Advanced therapy medicinal products, drugs based on biological materials such as tissues, genes, or cells, possess the ground-breaking potential to revolutionize the treatment of several diseases, considered, nowadays, incurables. In the last years, the use of Mesenchymal Stem Cells (MSCs) received great attention for their possible applications in a plethora of different pathologies. MSCs are pluripotent stem cells very well known for their pro-regenerative, pro-vascular, and immunomodulatory properties. Moreover, they can be isolated from accessible sources such as bone marrow and umbilical cord and can differentiate into bone tissue, adipose tissue, or cartilage. However, despite the very high number of investigations and early-stage clinical trials published, only a small fraction of the potential drugs based on MSCs reached the last phases of testing.

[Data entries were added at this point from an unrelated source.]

/// Notable things that happen inside a stage task, delivered to the
/// observer callback. This is how embedders inject monitoring without
/// the task knowing about it.
#[derive(Clone, Debug, PartialEq, Eq)]
pub enum StageEvent {
    /// The task entered its loop and is processing in sequence.
    InSequence,
    /// An extraction failed; under the stop policy the task is about to
    /// exit.
    ExtractorError {
        /// Description of the failure.
        message: String,
    },
    /// An apply (or escalated filter) failed, with the restart
    /// coordinates of the event that did not commit.
    ApplierError {
        /// Description of the failure.
        message: String,
        /// Seqno of the failing event.
        seqno: u64,
        /// Upstream position of the failing event.
        event_id: String,
    },
    /// The stream switched logical sources, forcing a commit boundary.
    /// Mid-fragment switches cannot force one and are only reported.
    ServiceChange {
        /// Previous service tag.
        old: String,
        /// New service tag.
        new: String,
        /// True when the switch happened inside a fragmented
        /// transaction.
        mid_fragment: bool,
    },
}

type Observer = Box<dyn FnMut(&StageEvent) + Send>;

/// A single-threaded stage loop binding an extractor, a filter chain,
/// and an applier.
///
/// Each iteration extracts one event, consults the schedule, runs the
/// filters, and applies, committing in blocks of
/// [`block_commit_rows`](StageConfig::block_commit_rows) transactions.
/// Failure handling is policy-driven and cancellation is cooperative:
/// the loop tests its schedule's latch at the head of every iteration
/// and unwinds any open transaction on the way out.
pub struct StageTask<E: Extractor, A: Applier> {
    name: String,
    extractor: E,
    filters: Vec<Box<dyn Filter>>,
    applier: A,
    schedule: Schedule,
    config: StageConfig,
    observer: Option<Observer>,
    /// Transactions applied since the last commit.
    block_event_count: u32,
    /// Applied-but-uncommitted work exists.
    dirty: bool,
    last_applied: Option<EventHeader>,
    /// Header to record as processed at the top of the next iteration.
    pending_record: Option<EventHeader>,
    last_service: Option<String>,
    /// True while inside a fragmented transaction.
    in_fragment: bool,
    /// Headers of the first and last events of the current suppressed
    /// run.
    suppressed: Option<(EventHeader, EventHeader)>,
}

Most of the reasons associated with this point can be correlated with the lack of standardized and consistent manufacturing, especially in the final stages of research, when the production rate drastically increases. This lead one hand to high variability in every produced batch, and on the other to extremely high cost for the production, the trained personnel, and the validation.
The isolation and expansion of MSCs is a complex process, requiring stringent controls of every step performed. Traditionally, cells are treated in open system exposed to the external environment and, thus, to contaminations. For this reason, this type of facility required infrastructures able to ensure air exchange, air filtration, barriers, and controlled access.
A possible solution could be found in two concepts that are nowadays considered pivotal in the design of facilities assigned to ATMP production: the isolation of the manufacturing, and the automatization of complex processes.
The isolation of the manufacturing refers to the physical separation between the biological sample and/or the manufacturing procedure and the external environment through the use of a closed system. By definition, a closed system is an internal space physically separated from the extern where there is no contact between the process and the operator. The best application of closed systems is the Isolators, working stations that are used in substitution of the classical Grade B cleanrooms. According to guidelines, isolators can be installed in Grade D rooms, with a series of advantages that can be examined in deep here.
The automatization of complex processes can be considered as an evolution of the concept of automatization: more than merely automatized simple tasks, nowadays scientists and engineers are willing to automatize very complex assignments, such as the expansion of MSCs using bioreactors. Bioreactors are stand-alone cell culture tools equipped with sensors; they are able to monitor and control key parameters such as temperature, pH, and dissolved oxygen (DO). In this way, the complex process of seeding and expanding MSCs previous to the fill and finish procedures can be automatized, standardizing every produced batch. Moreover, bioreactors lead to a significant cost reduction and a great speed-up of the process. In this sense, VivaBioCell bioreactor NANT001 can represent an optimal solution: this bioreactor has been designed to be a closed system, totally isolated from the external environment. Thus, this type of product can be used in a Grade D area.
Combining these two concepts we could speculate about an ATMP production process using isolators and bioreactors in a Grade D cleanroom (Fig 1). MSCs could be extracted from tissue in a GMP-compliant way inside an isolator and then moved to the NANT001 bioreactor through aseptic connectors for the expansion phase. After expansion, cells can be moved back to the isolator and the final fill and finish passages can be performed. In this innovative facility, the biological product is always isolated from the external environment and in grade A. Moreover, the automatization of long and complex processes on one hand greatly reduces the costs, on the other speed up production.